Another problem Congress overlooked is the aging U.S. population and physician workforce. A third of the 906,000 or so practicing doctors in the U.S. are over age 60, and the Association of American Medical Colleges (AAMC) forecasts a physician shortage of 54,100 to 139,000 physicians by 2033. Shortages will be especially acute in geriatrics, primary and emergency care.

Medical schools are expanding enrollment, but graduates face a bottleneck because there are too few GME positions—only 120,000 or so, and each lasts about three to five years. Some hospitals fund residencies from their own budgets—e.g., charging more to privately insured patients—but rural and low-income hospitals are less able to do so.

Some health economists say technology and nurses can substitute for fewer doctors. We support relaxing state licensing regimes to let physician assistants and registered nurses provide more care, but the pandemic has highlighted the limits of this strategy and the U.S. faces a nurse shortage too.

Over the last 60 years we have made up for the shortfall in doctors by importing internationally-trained professionals. In that we are in competition with every other developed country. Additionally, the number of nurse-practitioners and physician assistants is growing at roughly the rate at which the population is increasing.

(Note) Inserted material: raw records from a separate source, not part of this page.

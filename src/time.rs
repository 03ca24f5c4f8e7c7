//! Fixed-timestep clock built on an accumulator.
//!
//! The browser calls the draw closure at a variable frame rate (~60fps).
//! `GameTime` folds those deltas into whole ticks at a fixed rate so the
//! game logic stays deterministic and testable without a real clock.

/// Tick rate of the whole game. All periodic schedules are expressed in
/// multiples of this.
pub const TICKS_PER_SECOND: u32 = 10;

pub struct GameTime {
    ms_per_tick: f64,
    /// Milliseconds received but not yet consumed as whole ticks.
    accumulator: f64,
    pub total_ticks: u64,
    /// `None` until the first frame arrives.
    last_timestamp: Option<f64>,
}

impl GameTime {
    pub fn new(ticks_per_sec: u32) -> Self {
        Self {
            ms_per_tick: 1000.0 / ticks_per_sec as f64,
            accumulator: 0.0,
            total_ticks: 0,
            last_timestamp: None,
        }
    }

    /// Feed a wall-clock timestamp once per frame; returns how many whole
    /// ticks to run. Deltas are clamped to 500ms so a backgrounded tab does
    /// not replay a burst when it wakes (offline reconciliation handles long
    /// absences instead).
    pub fn update(&mut self, now_ms: f64) -> u32 {
        let delta = match self.last_timestamp {
            Some(prev) => (now_ms - prev).clamp(0.0, 500.0),
            None => 0.0,
        };
        self.last_timestamp = Some(now_ms);

        self.accumulator += delta;
        let ticks = (self.accumulator / self.ms_per_tick) as u32;
        self.accumulator -= ticks as f64 * self.ms_per_tick;
        self.total_ticks += ticks as u64;
        ticks
    }
}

Translation: on their own they can’t make up for a shortfall in physicians.

The problem goes all the way back to 1965. Funding medical residencies through Medicare was part of the devil’s bargain that enabled the Congress to enact Medicare and Medicaid at all. Attempting to manage supply centrally routinely produces alternating surpluses and shortages. Attempting to control costs means that shortages are far more likely than surpluses. An additional complication is that the training takes a very long time and the pool of candidates is fairly small. In econ-speak the supply of physicians, nurse-practitioners, and physician assistants is relatively inelastic.

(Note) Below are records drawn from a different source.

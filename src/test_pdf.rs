//! Minimal single-page PDF builder for tests.

use std::fs;
use std::path::Path;

use lopdf::content::{Content, Operation};
use lopdf::{dictionary, Document, Object, Stream};

pub fn pdf_bytes(text: &str) -> Vec<u8> {
    let mut doc = Document::with_version("1.5");
    let pages_id = doc.new_object_id();
    let font_id = doc.add_object(dictionary! {
        "Type" => "Font",
        "Subtype" => "Type1",
        "BaseFont" => "Helvetica",
    });
    let resources_id = doc.add_object(dictionary! {
        "Font" => dictionary! { "F1" => font_id },
    });
    let content = Content {
        operations: vec![
            Operation::new("BT", vec![]),
            Operation::new("Tf", vec!["F1".into(), 12.into()]),
            Operation::new("Td", vec![100.into(), 700.into()]),
            Operation::new("Tj", vec![Object::string_literal(text)]),
            Operation::new("ET", vec![]),
        ],
    };
    let content_id = doc.add_object(Stream::new(dictionary! {}, content.encode().unwrap()));
    let page_id = doc.add_object(dictionary! {
        "Type" => "Page",
        "Parent" => pages_id,
        "Contents" => content_id,
        "Resources" => resources_id,
        "MediaBox" => vec![0.into(), 0.into(), 595.into(), 842.into()],
    });
    doc.objects.insert(
        pages_id,
        Object::Dictionary(dictionary! {
            "Type" => "Pages",
            "Kids" => vec![page_id.into()],
            "Count" => 1,
        }),
    );
    let catalog_id = doc.add_object(dictionary! {
        "Type" => "Catalog",
        "Pages" => pages_id,
    });
    doc.trailer.set("Root", catalog_id);

    let mut out = Vec::new();
    doc.save_to(&mut out).unwrap();
    out
}

pub fn write_pdf(path: &Path, text: &str) {
    if let Some(parent) = path.parent() {
        fs::create_dir_all(parent).unwrap();
    }
    fs::write(path, pdf_bytes(text)).unwrap();
}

Technology could, indeed, help to fill the gap but that in turn would require changes in regulations and fundamental changes in how care is delivered that are deeply opposed by present practitioners.

3 comments… add one
  • Andy Link

    Just anecdotally I’ve seen a lot of foreign-borne physicians over the last decade. That’s when I’ve actually seen a physician – usually, nowadays I see a nurse or a PA. Which is probably a good thing.

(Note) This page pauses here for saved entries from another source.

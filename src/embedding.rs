//! Embedding providers and vector helpers.
//!
//! `Embedder` is the seam the index and retriever share; the OpenAI provider
//! is the production path, the disabled provider lets everything else run
//! without an API key.

use anyhow::{bail, Context, Result};
use async_trait::async_trait;
use std::sync::Arc;
use std::time::Duration;

use crate::config::EmbeddingConfig;

// ============ Provider trait ============

#[async_trait]
pub trait Embedder: Send + Sync {
    fn model_name(&self) -> &str;
    fn dims(&self) -> usize;

    /// Embed a batch of texts. Output order matches input order.
    async fn embed(&self, texts: &[String]) -> Result<Vec<Vec<f32>>>;
}

/// Build the configured provider.
pub fn create_embedder(config: &EmbeddingConfig) -> Result<Arc<dyn Embedder>> {
    match config.provider.as_str() {
        "openai" => Ok(Arc::new(OpenAiEmbedder::from_config(config)?)),
        "disabled" => Ok(Arc::new(DisabledEmbedder)),
        other => bail!("Unknown embedding provider: '{}'", other),
    }
}

/// Embed a single query string.
pub async fn embed_query(embedder: &dyn Embedder, text: &str) -> Result<Vec<f32>> {
    let results = embedder.embed(&[text.to_string()]).await?;
    results
        .into_iter()
        .next()
        .ok_or_else(|| anyhow::anyhow!("Embedding response was empty"))
}

/// Embed `texts` in input order, never sending more than `batch_size` texts
/// per call.
pub async fn embed_in_batches(
    embedder: &dyn Embedder,
    texts: &[String],
    batch_size: usize,
) -> Result<Vec<Vec<f32>>> {
    let size = batch_size.max(1);
    let mut vectors = Vec::with_capacity(texts.len());
    for batch in texts.chunks(size) {
        let mut embedded = embedder.embed(batch).await?;
        vectors.append(&mut embedded);
    }
    if vectors.len() != texts.len() {
        bail!(
            "Embedding count mismatch: {} texts, {} vectors",
            texts.len(),
            vectors.len()
        );
    }
    Ok(vectors)
}

// ============ Disabled provider ============

pub struct DisabledEmbedder;

#[async_trait]
impl Embedder for DisabledEmbedder {
    fn model_name(&self) -> &str {
        "disabled"
    }

    fn dims(&self) -> usize {
        0
    }

    async fn embed(&self, _texts: &[String]) -> Result<Vec<Vec<f32>>> {
        bail!("Embedding provider is disabled. Set [embedding] provider in config.")
    }
}

// ============ OpenAI provider ============

pub struct OpenAiEmbedder {
    model: String,
    dims: usize,
    api_key: String,
    max_retries: u32,
    client: reqwest::Client,
}

impl OpenAiEmbedder {
    pub fn from_config(config: &EmbeddingConfig) -> Result<Self> {
        let model = config
            .model
            .clone()
            .context("embedding.model is required for the openai provider")?;
        let dims = config
            .dims
            .context("embedding.dims is required for the openai provider")?;
        let api_key = std::env::var("OPENAI_API_KEY")
            .context("OPENAI_API_KEY must be set for the openai embedding provider")?;
        let client = reqwest::Client::builder()
            .timeout(Duration::from_secs(config.timeout_secs))
            .build()?;

        Ok(Self {
            model,
            dims,
            api_key,
            max_retries: config.max_retries,
            client,
        })
    }
}

#[async_trait]
impl Embedder for OpenAiEmbedder {
    fn model_name(&self) -> &str {
        &self.model
    }

    fn dims(&self) -> usize {
        self.dims
    }

    async fn embed(&self, texts: &[String]) -> Result<Vec<Vec<f32>>> {
        if texts.is_empty() {
            return Ok(Vec::new());
        }
        let body = serde_json::json!({
            "model": self.model,
            "input": texts,
        });

        let mut last_err = None;
        for attempt in 0..=self.max_retries {
            if attempt > 0 {
                let delay = Duration::from_secs(1 << (attempt - 1).min(5));
                tokio::time::sleep(delay).await;
            }

            let resp = self
                .client
                .post("https://api.openai.com/v1/embeddings")
                .header("Authorization", format!("Bearer {}", self.api_key))
                .json(&body)
                .send()
                .await;

            match resp {
                Ok(response) => {
                    let status = response.status();
                    if status.is_success() {
                        let json: serde_json::Value = response.json().await?;
                        return parse_embedding_response(&json);
                    }
                    // Retry throttling and server-side failures
                    if status.as_u16() == 429 || status.is_server_error() {
                        let body_text = response.text().await.unwrap_or_default();
                        last_err =
                            Some(anyhow::anyhow!("OpenAI API error {}: {}", status, body_text));
                        continue;
                    }
                    let body_text = response.text().await.unwrap_or_default();
                    bail!("OpenAI API error {}: {}", status, body_text);
                }
                Err(e) => {
                    last_err = Some(e.into());
                    continue;
                }
            }
        }

        Err(last_err.unwrap_or_else(|| anyhow::anyhow!("Embedding failed after retries")))
    }
}

fn parse_embedding_response(json: &serde_json::Value) -> Result<Vec<Vec<f32>>> {
    let data = json["data"]
        .as_array()
        .context("OpenAI response missing data array")?;
    let mut out = Vec::with_capacity(data.len());
    for item in data {
        let emb = item["embedding"]
            .as_array()
            .context("OpenAI response missing embedding")?;
        out.push(emb.iter().map(|v| v.as_f64().unwrap_or(0.0) as f32).collect());
    }
    Ok(out)
}

// ============ Vector serialization ============

/// Serialize an f32 vector as little-endian bytes for BLOB storage.
pub fn vec_to_blob(vec: &[f32]) -> Vec<u8> {
    let mut blob = Vec::with_capacity(vec.len() * 4);
    for v in vec {
        blob.extend_from_slice(&v.to_le_bytes());
    }
    blob
}

/// Deserialize a BLOB back into an f32 vector.
pub fn blob_to_vec(blob: &[u8]) -> Vec<f32> {
    blob.chunks_exact(4)
        .map(|b| f32::from_le_bytes([b[0], b[1], b[2], b[3]]))
        .collect()
}

// ============ Similarity ============

/// Cosine similarity of two vectors. Mismatched lengths or zero vectors
/// score 0.0.
pub fn cosine_similarity(a: &[f32], b: &[f32]) -> f32 {
    if a.len() != b.len() || a.is_empty() {
        return 0.0;
    }
    let mut dot = 0.0f32;
    let mut norm_a = 0.0f32;
    let mut norm_b = 0.0f32;
    for i in 0..a.len() {
        dot += a[i] * b[i];
        norm_a += a[i] * a[i];
        norm_b += b[i] * b[i];
    }
    let denom = norm_a.sqrt() * norm_b.sqrt();
    if denom < f32::EPSILON {
        return 0.0;
    }
    dot / denom
}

    It’s clear, however, there aren’t enough doctors in the US. The VA, for example, has perennial staffing problems, with 1500-2000 continuous unfilled doctors positions over the last several years last time I checked, with something like 30k unfilled positions among other staff. Earlier this year the VA was begging doctors to come out of retirement to help with Covid.

  • As I’ve said before I don’t believe there’s a physician shortage or a shortage of nurse-practitioners or physician assistants. I think the delivery model is mismatched with the need. We’re trying to apply an artisanal model to a mass market.

  • steve Link

    Andy- VA pays a lot less than private practice. AFAICT they are nearly always short on docs.

    I still dont see the wonderful tech anywhere that will let us change staffing. We use mid-levels a lot and it helps us hold down costs. We keep hoping that effective care will save money but not lots of luck so far with that strategy. Some, but not much.